A fixed-rate mortgage has the same interest rate for the life of the loan. Adjustable-rate mortgages (ARMs) have a low fixed rate for an initial period, often one year. The terms of your loan indicate how and when the rate will adjust. For example, a 5/1 ARM has a low fixed rate for five years and then changes every year. It can go up or down.
Will applying for a mortgage affect my credit score?
During the underwriting process, your lender will do a “hard pull” of your credit. This can lower your score, especially if you have several hard inquiries within just a few months. Over time, however, a mortgage tends to build credit by diversifying your history and establishing a good payment record over many years.
How long does the mortgage application process take?
The process varies by lender and financial situation, but most qualified borrowers can close on a mortgage loan within about 30 days.

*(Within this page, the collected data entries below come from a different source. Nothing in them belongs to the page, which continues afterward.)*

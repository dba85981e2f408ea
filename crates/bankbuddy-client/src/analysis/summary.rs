use std::collections::BTreeMap;

use chrono::{Duration, NaiveDate};
use rust_decimal::Decimal;

use crate::analysis::types::{
    AccountSummary, DataQuality, DateRange, FutureTransaction, LedgerTransaction,
};

const NEAR_FUTURE_DAYS: i64 = 7;
const FAR_FUTURE_PREVIEW_LIMIT: usize = 5;

/// Headline numbers for one account. Rows dated after `today` still count
/// toward totals but not toward the reported date range.
pub fn account_summary(
    account_key: &str,
    transactions: &[LedgerTransaction],
    today: NaiveDate,
) -> AccountSummary {
    let total_amount = transactions
        .iter()
        .map(|transaction| transaction.amount)
        .sum::<Decimal>();

    AccountSummary {
        account_key: account_key.to_string(),
        total_transactions: transactions.len() as i64,
        total_amount,
        largest_transaction: transactions.iter().map(|transaction| transaction.amount).max(),
        smallest_transaction: transactions.iter().map(|transaction| transaction.amount).min(),
        date_range: DateRange::of(
            transactions
                .iter()
                .map(|transaction| transaction.posted_at)
                .filter(|posted_at| *posted_at <= today),
        ),
        most_frequent_category: most_frequent_category(transactions),
        data_quality: data_quality(transactions, today),
    }
}

/// Mode of the bank-supplied categories; ties go to the alphabetically first.
pub fn most_frequent_category(transactions: &[LedgerTransaction]) -> Option<String> {
    let mut counts: BTreeMap<&str, i64> = BTreeMap::new();
    for transaction in transactions {
        if let Some(category) = transaction.category.as_deref() {
            *counts.entry(category).or_default() += 1;
        }
    }

    let mut best: Option<(&str, i64)> = None;
    for (category, count) in counts {
        match best {
            Some((_, best_count)) if best_count >= count => {}
            _ => best = Some((category, count)),
        }
    }
    best.map(|(category, _)| category.to_string())
}

/// Splits rows by date relative to `today`: historical, near-future
/// (pending within a week) and far-future (scheduled).
pub fn data_quality(transactions: &[LedgerTransaction], today: NaiveDate) -> DataQuality {
    let cutoff = today + Duration::days(NEAR_FUTURE_DAYS);
    let mut historical = Vec::new();
    let mut near_future_count = 0_i64;
    let mut far_future = Vec::new();

    for transaction in transactions {
        if transaction.posted_at <= today {
            historical.push(transaction.posted_at);
        } else if transaction.posted_at <= cutoff {
            near_future_count += 1;
        } else {
            far_future.push(transaction);
        }
    }

    let far_future_count = far_future.len() as i64;
    DataQuality {
        today,
        total_transactions: transactions.len() as i64,
        historical_count: historical.len() as i64,
        future_count: near_future_count + far_future_count,
        near_future_count,
        far_future_count,
        far_future_preview: far_future
            .into_iter()
            .take(FAR_FUTURE_PREVIEW_LIMIT)
            .map(|transaction| FutureTransaction {
                posted_at: transaction.posted_at,
                description: transaction.description.clone(),
                amount: transaction.amount,
            })
            .collect(),
        historical_range: DateRange::of(historical),
    }
}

Better Mortgage reports an average loan closing time of just 21 days, while both LendingTree and Rocket Mortgage report that their loans typically close within 30 days.
What do mortgage lenders consider when reviewing applications?
Each lender has its own requirements for loan approval. However, most mortgage lenders require a debt-to-income ratio of no more than 43% and a credit score of at least 580 depending on the type of mortgage. You must also account for your down payment funds and show a work history of at least two years. The property must meet the lender’s appraisal requirements.
Which mortgage term is best?
If you choose a 30-year mortgage, you will have lower monthly payments. However, the loan will cost more in interest by the time you pay it off. A 15-year mortgage has higher monthly payments but less expensive interest over the life of the loan. The answer depends on your individual situation and financial goals.